RECORD EXCERPTS:
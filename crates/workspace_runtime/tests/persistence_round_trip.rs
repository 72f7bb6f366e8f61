use std::time::Duration;

use platform_host::{HostServices, ManualTimerService, MemoryPrefsStore, PrefsStore};
use pretty_assertions::assert_eq;
use serde_json::{json, Value};
use workspace_runtime::{
    AppAction, GeometryPatch, InstanceId, SessionState, SessionStatus, SessionUser,
    SettingsAction, WorkspaceAction, WorkspaceConfig, WorkspaceStore,
};

const QUIET: Duration = Duration::from_millis(500);

fn open_store(prefs: &MemoryPrefsStore, timers: &ManualTimerService) -> WorkspaceStore {
    WorkspaceStore::new(
        &WorkspaceConfig::default(),
        HostServices::headless(prefs.clone(), timers.clone()),
    )
}

fn stored_snapshot(prefs: &MemoryPrefsStore) -> Value {
    let raw = prefs.raw("workspace-state").expect("snapshot stored");
    serde_json::from_str(&raw).expect("snapshot is json")
}

#[test]
fn reload_restores_geometry_stacking_and_minimized_flags() {
    let prefs = MemoryPrefsStore::default();
    let timers = ManualTimerService::default();

    let store = open_store(&prefs, &timers);
    store.set_persistence_consent(true).expect("grant consent");
    store.dispatch(WorkspaceAction::Open {
        app_id: "notes".into(),
        title: "Notes".to_string(),
        props: Some(json!({ "draft": "unsaved text" })),
    });
    store.dispatch(WorkspaceAction::open("regex-generator", "Regex Generator"));
    store.dispatch(WorkspaceAction::UpdateGeometry {
        instance_id: InstanceId(1),
        patch: GeometryPatch::size(640, 480),
    });
    store.dispatch(WorkspaceAction::Minimize {
        instance_id: InstanceId(2),
    });
    store.dispatch(SettingsAction::ToggleFeatureHidden {
        feature_id: "mail-summarizer".to_string(),
    });
    timers.advance(QUIET);
    let before = store.state();
    drop(store);

    let stored = stored_snapshot(&prefs);
    assert_eq!(stored["workspace"]["activeAppInstanceId"], Value::Null);
    assert_eq!(stored["workspace"]["apps"]["1"].get("props"), None);
    assert_eq!(stored.get("session"), None);

    let reloaded = open_store(&prefs, &timers);
    let after = reloaded.state();
    assert_eq!(after.workspace.active_app_instance_id, None);
    assert_eq!(after.workspace.z_counter, before.workspace.z_counter);
    assert_eq!(after.settings, before.settings);
    assert_eq!(after.workspace.apps.len(), 2);
    for (id, original) in &before.workspace.apps {
        let restored = after.workspace.app(*id).expect("window restored");
        assert_eq!(restored.app_id, original.app_id);
        assert_eq!(restored.title, original.title);
        assert_eq!(restored.position, original.position);
        assert_eq!(restored.size, original.size);
        assert_eq!(restored.z_index, original.z_index);
        assert_eq!(restored.is_minimized, original.is_minimized);
        assert_eq!(restored.props, None);
    }
}

#[test]
fn session_identity_is_never_written() {
    let prefs = MemoryPrefsStore::default();
    let timers = ManualTimerService::default();
    let store = open_store(&prefs, &timers);
    store.set_persistence_consent(true).expect("grant consent");

    store.dispatch(AppAction::SetSessionState(SessionState {
        status: SessionStatus::SignedIn,
        user: Some(SessionUser {
            id: "user-1".to_string(),
            email: "person@example.com".to_string(),
            display_name: "Person".to_string(),
            access_token: Some("secret-token".to_string()),
        }),
    }));
    store.dispatch(WorkspaceAction::open("notes", "Notes"));
    timers.advance(QUIET);

    let raw = prefs.raw("workspace-state").expect("snapshot stored");
    assert!(!raw.contains("secret-token"));
    assert!(!raw.contains("person@example.com"));

    let reloaded = open_store(&prefs, &timers);
    assert_eq!(reloaded.state().session, SessionState::default());
}

#[test]
fn without_consent_reload_starts_empty() {
    let prefs = MemoryPrefsStore::default();
    let timers = ManualTimerService::default();
    let store = open_store(&prefs, &timers);
    store.dispatch(WorkspaceAction::open("notes", "Notes"));
    timers.advance(QUIET * 2);
    drop(store);

    assert_eq!(prefs.raw("workspace-state"), None);
    let reloaded = open_store(&prefs, &timers);
    assert!(reloaded.state().workspace.apps.is_empty());
}

#[test]
fn corrupt_snapshot_falls_back_to_defaults() {
    let prefs = MemoryPrefsStore::default();
    let timers = ManualTimerService::default();
    let store = open_store(&prefs, &timers);
    store.set_persistence_consent(true).expect("grant consent");
    drop(store);

    prefs
        .save_pref("workspace-state", "{ not json")
        .expect("seed corrupt snapshot");

    let reloaded = open_store(&prefs, &timers);
    assert!(reloaded.state().workspace.apps.is_empty());
    reloaded.dispatch(WorkspaceAction::open("notes", "Notes"));
    assert_eq!(
        reloaded.state().workspace.active_app_instance_id,
        Some(InstanceId(1))
    );
}

#[test]
fn ids_closed_before_reload_are_not_reused() {
    let prefs = MemoryPrefsStore::default();
    let timers = ManualTimerService::default();
    let store = open_store(&prefs, &timers);
    store.set_persistence_consent(true).expect("grant consent");
    store.dispatch(WorkspaceAction::open("notes", "Notes"));
    store.dispatch(WorkspaceAction::open("regex-generator", "Regex Generator"));
    store.dispatch(WorkspaceAction::open("sql-generator", "SQL Generator"));
    store.dispatch(WorkspaceAction::Close {
        instance_id: InstanceId(3),
    });
    assert_eq!(store.flush(), Some(workspace_runtime::SaveOutcome::Written));
    drop(store);

    let reloaded = open_store(&prefs, &timers);
    reloaded.dispatch(WorkspaceAction::open("json-formatter", "JSON Formatter"));
    assert_eq!(
        reloaded.state().workspace.active_app_instance_id,
        Some(InstanceId(4))
    );
}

ACTION ITEM: Could you return all of the data exactly as written?

ANSWER SPACE:
filename crates/workspace_runtime/tests/persistence_round_trip.rs
repository 72f7bb6f366e8f61
use std::time::Duration;

use platform_host::{HostServices, ManualTimerService, MemoryPrefsStore, PrefsStore};
use pretty_assertions::assert_eq;
use serde_json::{json, Value};
use workspace_runtime::{
    AppAction, GeometryPatch, InstanceId, SessionState, SessionStatus, SessionUser,
    SettingsAction, WorkspaceAction, WorkspaceConfig, WorkspaceStore,
};

const QUIET: Duration = Duration::from_millis(500);

fn open_store(prefs: &MemoryPrefsStore, timers: &ManualTimerService) -> WorkspaceStore {
    WorkspaceStore::new(
        &WorkspaceConfig::default(),
        HostServices::headless(prefs.clone(), timers.clone()),
    )
}

fn stored_snapshot(prefs: &MemoryPrefsStore) -> Value {
    let raw = prefs.raw("workspace-state").expect("snapshot stored");
    serde_json::from_str(&raw).expect("snapshot is json")
}

#[test]
fn reload_restores_geometry_stacking_and_minimized_flags() {
    let prefs = MemoryPrefsStore::default();
    let timers = ManualTimerService::default();

    let store = open_store(&prefs, &timers);
    store.set_persistence_consent(true).expect("grant consent");
    store.dispatch(WorkspaceAction::Open {
        app_id: "notes".into(),
        title: "Notes".to_string(),
        props: Some(json!({ "draft": "unsaved text" })),
    });
    store.dispatch(WorkspaceAction::open("regex-generator", "Regex Generator"));
    store.dispatch(WorkspaceAction::UpdateGeometry {
        instance_id: InstanceId(1),
        patch: GeometryPatch::size(640, 480),
    });
    store.dispatch(WorkspaceAction::Minimize {
        instance_id: InstanceId(2),
    });
    store.dispatch(SettingsAction::ToggleFeatureHidden {
        feature_id: "mail-summarizer".to_string(),
    });
    timers.advance(QUIET);
    let before = store.state();
    drop(store);

    let stored = stored_snapshot(&prefs);
    assert_eq!(stored["workspace"]["activeAppInstanceId"], Value::Null);
    assert_eq!(stored["workspace"]["apps"]["1"].get("props"), None);
    assert_eq!(stored.get("session"), None);

    let reloaded = open_store(&prefs, &timers);
    let after = reloaded.state();
    assert_eq!(after.workspace.active_app_instance_id, None);
    assert_eq!(after.workspace.z_counter, before.workspace.z_counter);
    assert_eq!(after.settings, before.settings);
    assert_eq!(after.workspace.apps.len(), 2);
    for (id, original) in &before.workspace.apps {
        let restored = after.workspace.app(*id).expect("window restored");
        assert_eq!(restored.app_id, original.app_id);
        assert_eq!(restored.title, original.title);
        assert_eq!(restored.position, original.position);
        assert_eq!(restored.size, original.size);
        assert_eq!(restored.z_index, original.z_index);
        assert_eq!(restored.is_minimized, original.is_minimized);
        assert_eq!(restored.props, None);
    }
}

#[test]
fn session_identity_is_never_written() {
    let prefs = MemoryPrefsStore::default();
    let timers = ManualTimerService::default();
    let store = open_store(&prefs, &timers);
    store.set_persistence_consent(true).expect("grant consent");

    store.dispatch(AppAction::SetSessionState(SessionState {
        status: SessionStatus::SignedIn,
        user: Some(SessionUser {
            id: "user-1".to_string(),
            email: "person@example.com".to_string(),
            display_name: "Person".to_string(),
            access_token: Some("secret-token".to_string()),
        }),
    }));
    store.dispatch(WorkspaceAction::open("notes", "Notes"));
    timers.advance(QUIET);

    let raw = prefs.raw("workspace-state").expect("snapshot stored");
    assert!(!raw.contains("secret-token"));
    assert!(!raw.contains("person@example.com"));

    let reloaded = open_store(&prefs, &timers);
    assert_eq!(reloaded.state().session, SessionState::default());
}

#[test]
fn without_consent_reload_starts_empty() {
    let prefs = MemoryPrefsStore::default();
    let timers = ManualTimerService::default();
    let store = open_store(&prefs, &timers);
    store.dispatch(WorkspaceAction::open("notes", "Notes"));
    timers.advance(QUIET * 2);
    drop(store);

    assert_eq!(prefs.raw("workspace-state"), None);
    let reloaded = open_store(&prefs, &timers);
    assert!(reloaded.state().workspace.apps.is_empty());
}

#[test]
fn corrupt_snapshot_falls_back_to_defaults() {
    let prefs = MemoryPrefsStore::default();
    let timers = ManualTimerService::default();
    let store = open_store(&prefs, &timers);
    store.set_persistence_consent(true).expect("grant consent");
    drop(store);

    prefs
        .save_pref("workspace-state", "{ not json")
        .expect("seed corrupt snapshot");

    let reloaded = open_store(&prefs, &timers);
    assert!(reloaded.state().workspace.apps.is_empty());
    reloaded.dispatch(WorkspaceAction::open("notes", "Notes"));
    assert_eq!(
        reloaded.state().workspace.active_app_instance_id,
        Some(InstanceId(1))
    );
}

#[test]
fn ids_closed_before_reload_are_not_reused() {
    let prefs = MemoryPrefsStore::default();
    let timers = ManualTimerService::default();
    let store = open_store(&prefs, &timers);
    store.set_persistence_consent(true).expect("grant consent");
    store.dispatch(WorkspaceAction::open("notes", "Notes"));
    store.dispatch(WorkspaceAction::open("regex-generator", "Regex Generator"));
    store.dispatch(WorkspaceAction::open("sql-generator", "SQL Generator"));
    store.dispatch(WorkspaceAction::Close {
        instance_id: InstanceId(3),
    });
    assert_eq!(store.flush(), Some(workspace_runtime::SaveOutcome::Written));
    drop(store);

    let reloaded = open_store(&prefs, &timers);
    reloaded.dispatch(WorkspaceAction::open("json-formatter", "JSON Formatter"));
    assert_eq!(
        reloaded.state().workspace.active_app_instance_id,
        Some(InstanceId(4))
    );
}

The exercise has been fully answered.